▶ Entries provided:
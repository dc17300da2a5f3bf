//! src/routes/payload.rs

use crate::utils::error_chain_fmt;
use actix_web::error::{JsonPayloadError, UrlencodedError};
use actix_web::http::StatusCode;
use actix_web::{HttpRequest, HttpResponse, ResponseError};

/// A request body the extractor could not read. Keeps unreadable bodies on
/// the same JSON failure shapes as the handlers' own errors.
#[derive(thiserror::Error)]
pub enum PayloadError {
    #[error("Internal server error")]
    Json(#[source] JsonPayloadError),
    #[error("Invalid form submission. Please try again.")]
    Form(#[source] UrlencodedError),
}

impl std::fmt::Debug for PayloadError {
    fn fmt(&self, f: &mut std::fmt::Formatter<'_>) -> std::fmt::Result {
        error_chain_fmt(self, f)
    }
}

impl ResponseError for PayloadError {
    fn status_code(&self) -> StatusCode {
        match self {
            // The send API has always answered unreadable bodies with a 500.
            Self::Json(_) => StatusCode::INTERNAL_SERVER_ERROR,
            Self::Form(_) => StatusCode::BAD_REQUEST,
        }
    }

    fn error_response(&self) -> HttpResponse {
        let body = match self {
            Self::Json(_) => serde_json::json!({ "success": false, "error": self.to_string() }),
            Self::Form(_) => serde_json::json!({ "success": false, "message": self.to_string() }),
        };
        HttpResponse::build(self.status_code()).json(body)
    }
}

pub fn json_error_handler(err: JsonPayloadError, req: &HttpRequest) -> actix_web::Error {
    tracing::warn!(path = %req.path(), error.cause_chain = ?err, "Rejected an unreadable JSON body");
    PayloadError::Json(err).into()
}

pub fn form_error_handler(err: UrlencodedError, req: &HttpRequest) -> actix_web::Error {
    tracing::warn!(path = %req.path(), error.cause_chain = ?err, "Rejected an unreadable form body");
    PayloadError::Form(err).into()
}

▶ Problem description:
Write the data above out again in full, with every word as given.

▶ The answer:
repository dc17300da2a5f3bf
//! src/routes/payload.rs

use crate::utils::error_chain_fmt;
use actix_web::error::{JsonPayloadError, UrlencodedError};
use actix_web::http::StatusCode;
use actix_web::{HttpRequest, HttpResponse, ResponseError};

/// A request body the extractor could not read. Keeps unreadable bodies on
/// the same JSON failure shapes as the handlers' own errors.
#[derive(thiserror::Error)]
pub enum PayloadError {
    #[error("Internal server error")]
    Json(#[source] JsonPayloadError),
    #[error("Invalid form submission. Please try again.")]
    Form(#[source] UrlencodedError),
}

impl std::fmt::Debug for PayloadError {
    fn fmt(&self, f: &mut std::fmt::Formatter<'_>) -> std::fmt::Result {
        error_chain_fmt(self, f)
    }
}

impl ResponseError for PayloadError {
    fn status_code(&self) -> StatusCode {
        match self {
            // The send API has always answered unreadable bodies with a 500.
            Self::Json(_) => StatusCode::INTERNAL_SERVER_ERROR,
            Self::Form(_) => StatusCode::BAD_REQUEST,
        }
    }

    fn error_response(&self) -> HttpResponse {
        let body = match self {
            Self::Json(_) => serde_json::json!({ "success": false, "error": self.to_string() }),
            Self::Form(_) => serde_json::json!({ "success": false, "message": self.to_string() }),
        };
        HttpResponse::build(self.status_code()).json(body)
    }
}

pub fn json_error_handler(err: JsonPayloadError, req: &HttpRequest) -> actix_web::Error {
    tracing::warn!(path = %req.path(), error.cause_chain = ?err, "Rejected an unreadable JSON body");
    PayloadError::Json(err).into()
}

pub fn form_error_handler(err: UrlencodedError, req: &HttpRequest) -> actix_web::Error {
    tracing::warn!(path = %req.path(), error.cause_chain = ?err, "Rejected an unreadable form body");
    PayloadError::Form(err).into()
}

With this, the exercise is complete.